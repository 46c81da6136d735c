//! Section type registry.
//!
//! The registry is the authoritative source of placement constraints: it maps every
//! known section name to the content type it was declared with. Sections hydrated
//! from a block list written before types were tracked have no declared type; their
//! type is inferred from the blocks they hold (see [`infer_section_type`]).

use crate::model::{BlockKind, SectionType, DETAILS_SECTION, RELATED_LISTS_SECTION};
use std::collections::BTreeMap;

#[derive(Debug, Clone, PartialEq, Eq)]
pub struct SectionTypeRegistry {
    entries: BTreeMap<String, Option<SectionType>>,
}

impl Default for SectionTypeRegistry {
    fn default() -> Self {
        Self::with_reserved()
    }
}

impl SectionTypeRegistry {
    /// A registry holding only the two system sections.
    pub fn with_reserved() -> Self {
        let mut entries = BTreeMap::new();
        entries.insert(DETAILS_SECTION.to_string(), Some(SectionType::Field));
        entries.insert(
            RELATED_LISTS_SECTION.to_string(),
            Some(SectionType::RelatedList),
        );
        Self { entries }
    }

    pub fn contains(&self, name: &str) -> bool {
        self.entries.contains_key(name)
    }

    /// The explicitly stored type, if any.
    pub fn declared(&self, name: &str) -> Option<SectionType> {
        self.entries.get(name).copied().flatten()
    }

    pub fn register(&mut self, name: impl Into<String>, section_type: Option<SectionType>) {
        self.entries.insert(name.into(), section_type);
    }

    /// Moves the entry to `new_name`, keeping its declared type as-is.
    pub fn rename(&mut self, old_name: &str, new_name: impl Into<String>) -> bool {
        match self.entries.remove(old_name) {
            Some(section_type) => {
                self.entries.insert(new_name.into(), section_type);
                true
            }
            None => false,
        }
    }

    pub fn unregister(&mut self, name: &str) -> bool {
        self.entries.remove(name).is_some()
    }

    pub fn names(&self) -> impl Iterator<Item = &str> {
        self.entries.keys().map(String::as_str)
    }

    pub fn len(&self) -> usize {
        self.entries.len()
    }

    pub fn is_empty(&self) -> bool {
        self.entries.is_empty()
    }
}

/// Infers a section type from the kinds of blocks it currently holds.
///
/// Empty sections (and sections holding only buttons) fall back to `Field`.
pub fn infer_section_type<I>(kinds: I) -> SectionType
where
    I: IntoIterator<Item = BlockKind>,
{
    let mut has_fields = false;
    let mut has_related_lists = false;
    for kind in kinds {
        match kind {
            BlockKind::Field => has_fields = true,
            BlockKind::RelatedList => has_related_lists = true,
            BlockKind::Button => {}
        }
    }

    match (has_fields, has_related_lists) {
        (true, true) => SectionType::Mixed,
        (false, true) => SectionType::RelatedList,
        _ => SectionType::Field,
    }
}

+ + +

What is needed: Each line above that contains "Option" must be copied out.

Task response:
    entries: BTreeMap<String, Option<SectionType>>,
    pub fn declared(&self, name: &str) -> Option<SectionType> {
    pub fn register(&mut self, name: impl Into<String>, section_type: Option<SectionType>) {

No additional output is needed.